• [Work to complete]:
Tally every line in the entries below that holds "crate", then give only the total.

========================================================================

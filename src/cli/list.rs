use anyhow::Result;
use clap::Parser;

use crate::cli::SubCommandExtend;
use crate::config::{Opts, OutputFormat};
use crate::PersonDBBuilder;

#[derive(Parser, Debug, Clone)]
pub struct ListCommand {
    /// 输出格式
    #[arg(long, value_name = "FORMAT", value_enum, default_value_t = OutputFormat::Table)]
    pub output_format: OutputFormat,
}

impl SubCommandExtend for ListCommand {
    async fn run(&self, opts: &Opts) -> Result<()> {
        let db = PersonDBBuilder::new(opts.conf_dir.clone()).open().await?;
        let persons = db.persons().await?;

        match self.output_format {
            OutputFormat::Json => println!("{}", serde_json::to_string_pretty(&persons)?),
            OutputFormat::Table => {
                for person in &persons {
                    let len = person.vector.as_ref().map_or(0, Vec::len);
                    println!("{}\t{}\t{}\t{}", person.id, person.name, person.last_name, len);
                }
            }
        }
        Ok(())
    }
}
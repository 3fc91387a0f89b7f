//! Best-effort response cache in front of the database.
//!
//! Read handlers ask for a stored body before touching the database and store
//! the body they produced afterwards; write handlers delete every key matching
//! a glob pattern scoped to the resource they changed. Any backend failure is
//! logged and swallowed: requests fall through to the database and the cache
//! is never a source of request failure.

use std::time::Duration;

use redis::{
    aio::{ConnectionManager, ConnectionManagerConfig},
    AsyncCommands, Client,
};
use serde_json::Value;
use tracing::{debug, warn};

/// Expiry for collection bodies (property list/search, favorites list/check).
pub const COLLECTION_TTL_SECS: u64 = 60;
/// Expiry for single-resource lookups.
pub const RESOURCE_TTL_SECS: u64 = 300;

#[derive(Clone)]
pub struct Cache {
    conn: Option<ConnectionManager>,
}

impl Cache {
    /// Connect to the cache backend. A failure here disables caching for the
    /// process lifetime rather than failing startup.
    pub async fn connect(redis_url: &str) -> Self {
        let config = ConnectionManagerConfig::new()
            .set_number_of_retries(1)
            .set_connection_timeout(Duration::from_millis(500))
            .set_response_timeout(Duration::from_millis(500));

        let client = match Client::open(redis_url) {
            Ok(client) => client,
            Err(e) => {
                warn!(error = %e, "invalid redis url, caching disabled");
                return Self::disabled();
            }
        };

        match client.get_connection_manager_with_config(config).await {
            Ok(conn) => {
                debug!("cache connected");
                Self { conn: Some(conn) }
            }
            Err(e) => {
                warn!(error = %e, "redis unavailable, caching disabled");
                Self::disabled()
            }
        }
    }

    pub fn disabled() -> Self {
        Self { conn: None }
    }

    /// Look up a previously stored response body.
    pub async fn get_json(&self, key: &str) -> Option<Value> {
        let mut conn = self.conn.clone()?;
        match conn.get::<_, Option<String>>(key).await {
            Ok(Some(raw)) => match serde_json::from_str(&raw) {
                Ok(value) => Some(value),
                Err(e) => {
                    warn!(key, error = %e, "dropping unparseable cache entry");
                    None
                }
            },
            Ok(None) => None,
            Err(e) => {
                warn!(key, error = %e, "cache lookup failed");
                None
            }
        }
    }

    /// Store a response body under `key` with the given expiry. Bodies that
    /// opt out via `"noCache": true` are skipped.
    pub async fn put_json(&self, key: &str, value: &Value, ttl_secs: u64) {
        let Some(mut conn) = self.conn.clone() else {
            return;
        };
        if !should_cache(value) {
            return;
        }
        let raw = match serde_json::to_string(value) {
            Ok(raw) => raw,
            Err(e) => {
                warn!(key, error = %e, "failed to serialize response for cache");
                return;
            }
        };
        if let Err(e) = conn.set_ex::<_, _, ()>(key, raw, ttl_secs).await {
            warn!(key, error = %e, "cache store failed");
        }
    }

    /// Delete every key matching a glob pattern (SCAN + DEL).
    pub async fn invalidate(&self, pattern: &str) {
        let Some(mut conn) = self.conn.clone() else {
            return;
        };

        let mut cursor: u64 = 0;
        let mut keys: Vec<String> = Vec::new();
        loop {
            let reply: Result<(u64, Vec<String>), _> = redis::cmd("SCAN")
                .arg(cursor)
                .arg("MATCH")
                .arg(pattern)
                .arg("COUNT")
                .arg(100)
                .query_async(&mut conn)
                .await;
            match reply {
                Ok((next, batch)) => {
                    keys.extend(batch);
                    if next == 0 {
                        break;
                    }
                    cursor = next;
                }
                Err(e) => {
                    warn!(pattern, error = %e, "cache invalidation scan failed");
                    return;
                }
            }
        }

        if keys.is_empty() {
            return;
        }
        match conn.del::<_, ()>(keys).await {
            Ok(()) => debug!(pattern, "cache invalidated"),
            Err(e) => warn!(pattern, error = %e, "cache invalidation delete failed"),
        }
    }
}

/// Cache key for a read request: `api:` + path, plus the query string when
/// one is present.
pub fn request_key(path: &str, query: Option<&str>) -> String {
    match query {
        Some(q) if !q.is_empty() => format!("api:{path}?{q}"),
        _ => format!("api:{path}"),
    }
}

/// Annotate a cache hit so clients can tell it apart from a fresh body.
pub fn mark_cached(mut value: Value) -> Value {
    if let Value::Object(map) = &mut value {
        map.insert("source".to_string(), Value::String("cache".to_string()));
    }
    value
}

fn should_cache(value: &Value) -> bool {
    value.get("noCache").and_then(Value::as_bool) != Some(true)
}

#[cfg(test)]
mod tests {
    use super::*;
    use serde_json::json;

    #[test]
    fn request_key_includes_query_string_exactly() {
        assert_eq!(
            request_key("/api/properties", Some("minPrice=100&maxPrice=200")),
            "api:/api/properties?minPrice=100&maxPrice=200"
        );
        assert_eq!(request_key("/api/properties", None), "api:/api/properties");
        assert_eq!(
            request_key("/api/properties/PROP1001", Some("")),
            "api:/api/properties/PROP1001"
        );
    }

    #[test]
    fn cache_hits_are_marked() {
        let marked = mark_cached(json!({ "items": [], "total": 0 }));
        assert_eq!(marked["source"], "cache");
        assert_eq!(marked["total"], 0);
    }

    #[test]
    fn no_cache_marker_opts_out() {
        assert!(!should_cache(&json!({ "noCache": true })));
        assert!(should_cache(&json!({ "noCache": false })));
        assert!(should_cache(&json!({ "items": [] })));
    }

    #[tokio::test]
    async fn disabled_cache_is_a_no_op() {
        let cache = Cache::disabled();
        assert!(cache.get_json("api:/api/properties").await.is_none());
        cache
            .put_json("api:/api/properties", &json!({}), COLLECTION_TTL_SECS)
            .await;
        cache.invalidate("api:/api/properties*").await;
    }
}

========================================================================

• [Reply]:
3